Fig 5.

A premature cellulose production that has taken place as a consequence of high intracellular c-di-GMP levels in the cell is responsible for motility inhibition. (A) Endoglucanase activity of BcsZ was confirmed by assessing carboxymethylcellulose (CMC)-degrading activity of the wild-type S. Enteritidis strain harboring the bcsZ-overexpressing plasmid pUA1108::bcsZ. As a control, the endoglucanase phenotype of the wild-type strain harboring an empty pUA1108 overexpression vector is also presented. (B) Degradation of the cellulose produced by a strain that overexpresses a unique and very active source of c-di-GMP and lacks YcgR is enough to recuperate swimming motility.
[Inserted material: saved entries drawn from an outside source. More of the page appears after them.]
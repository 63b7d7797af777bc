//! Request schemas.
//!
//! Every operation validates its payload through an explicit, ordered list of field checks.
//! Each check returns a `Result`; the failures are collected into a single [`FieldErrors`]
//! mapping before anything is handed to a workflow.

use std::collections::BTreeMap;

use serde::{Deserialize, Serialize};
use serde_json::{Map, Value};
use validator::ValidationErrors;

use crate::domain::ObjectId;

pub mod init;
pub mod retrieve;
pub mod update;

pub const MISSING_FIELD_ERROR: &str = "Missing data for required field.";
pub const NULL_FIELD_ERROR: &str = "Field may not be null.";
pub const INVALID_OBJECT_ID_ERROR: &str = "Invalid ObjectId.";
pub const INVALID_INTEGER_ERROR: &str = "Not a valid integer.";
pub const UNKNOWN_FIELD_ERROR: &str = "Unknown field.";

pub type Payload = Map<String, Value>;

/// Parses a raw message body. Anything that is not a JSON object counts as an empty request,
/// so validation reports missing fields instead of failing outright.
pub fn parse_payload(body: &[u8]) -> Payload {
    match serde_json::from_slice::<Value>(body.trim_ascii()) {
        Ok(Value::Object(map)) => map,
        Ok(other) => {
            log::debug!("Request body is not a JSON object: {}", other);
            Payload::new()
        }
        Err(e) => {
            log::debug!("Request body is not valid JSON: {}", e);
            Payload::new()
        }
    }
}

/// Field name to the list of messages reported for it.
#[derive(Clone, Debug, Default, PartialEq, Eq, Serialize, Deserialize)]
#[serde(transparent)]
pub struct FieldErrors(BTreeMap<String, Vec<String>>);

impl FieldErrors {
    pub fn new() -> Self {
        Self::default()
    }

    pub fn single(field: &str, message: impl Into<String>) -> Self {
        let mut errors = Self::new();
        errors.add(field, message);
        errors
    }

    pub fn from_messages(field: &str, messages: Vec<String>) -> Self {
        let mut errors = Self::new();
        for message in messages {
            errors.add(field, message);
        }
        errors
    }

    pub fn add(&mut self, field: &str, message: impl Into<String>) {
        self.0
            .entry(field.to_string())
            .or_default()
            .push(message.into());
    }

    pub fn merge(&mut self, other: FieldErrors) {
        for (field, messages) in other.0 {
            self.0.entry(field).or_default().extend(messages);
        }
    }

    pub fn get(&self, field: &str) -> Option<&[String]> {
        self.0.get(field).map(|m| m.as_slice())
    }

    pub fn fields(&self) -> impl Iterator<Item = &str> {
        self.0.keys().map(|k| k.as_str())
    }

    pub fn len(&self) -> usize {
        self.0.len()
    }

    pub fn is_empty(&self) -> bool {
        self.0.is_empty()
    }

    /// `Ok(value)` when nothing was collected.
    pub fn into_result<T>(self, value: T) -> Result<T, FieldErrors> {
        if self.is_empty() { Ok(value) } else { Err(self) }
    }
}

impl From<ValidationErrors> for FieldErrors {
    fn from(errors: ValidationErrors) -> Self {
        let mut field_errors = FieldErrors::new();
        for (field, errors) in errors.field_errors() {
            for error in errors {
                let message = error
                    .message
                    .as_ref()
                    .map(|m| m.to_string())
                    .unwrap_or_else(|| error.code.to_string());
                field_errors.add(&field, message);
            }
        }
        field_errors
    }
}

/// Runs one field check and records its failure under `field`.
pub(crate) fn collect<T>(
    errors: &mut FieldErrors,
    field: &str,
    result: Result<T, Vec<String>>,
) -> Option<T> {
    match result {
        Ok(value) => Some(value),
        Err(messages) => {
            errors.merge(FieldErrors::from_messages(field, messages));
            None
        }
    }
}

pub(crate) fn required<'a>(payload: &'a Payload, field: &str) -> Result<&'a Value, Vec<String>> {
    match payload.get(field) {
        None => Err(vec![MISSING_FIELD_ERROR.to_string()]),
        Some(Value::Null) => Err(vec![NULL_FIELD_ERROR.to_string()]),
        Some(value) => Ok(value),
    }
}

pub(crate) fn object_id(value: &Value) -> Result<ObjectId, Vec<String>> {
    value
        .as_str()
        .and_then(|s| s.parse::<ObjectId>().ok())
        .ok_or_else(|| vec![INVALID_OBJECT_ID_ERROR.to_string()])
}

/// Accepts JSON integers and strings holding an integer.
pub(crate) fn integer(value: &Value) -> Result<i64, Vec<String>> {
    let parsed = match value {
        Value::Number(n) => n.as_i64(),
        Value::String(s) => s.trim().parse::<i64>().ok(),
        _ => None,
    };
    parsed.ok_or_else(|| vec![INVALID_INTEGER_ERROR.to_string()])
}
use sea_orm::{ConnectOptions, ConnectionTrait, Database, DatabaseConnection, DbErr, Schema};

use crate::entity::player_statistic;

pub mod entity;
pub mod statistics;

pub async fn connect(database_url: &str) -> Result<DatabaseConnection, DbErr> {
    let mut opt = ConnectOptions::new(database_url);
    opt.max_connections(5).sqlx_logging(false);

    let db = Database::connect(opt).await?;
    log::info!("Connected to {:?} database", db.get_database_backend());
    Ok(db)
}

/// Creates the statistics table and its unique player index if they do not exist yet.
pub async fn create_schema(db: &DatabaseConnection) -> Result<(), DbErr> {
    let schema = Schema::new(db.get_database_backend());
    let mut statistics_table = schema.create_table_from_entity(player_statistic::Entity);
    statistics_table.if_not_exists();

    db.execute(&statistics_table).await?;
    Ok(())
}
Strains assayed were transformed with an empty pUA1108 plasmid or with the overexpressing plasmid pUA1108::bcsZ. Representative swimming motility plates and quantitative measurement of motility after incubation at 23°C for 16 h are shown. (C) Correlation between swimming motility, rotation behavior in the tethering assay, and cellulose production. Early cellulose synthesis was detected in strains that overexpressed a DGC and were grown under tethering assay conditions, that is, at 28°C for 6 h. Detection of cellulose production by calcofluor staining (CF) is shown in the right panel. Membrane staining with FM4-64 is shown in the intermediate panel.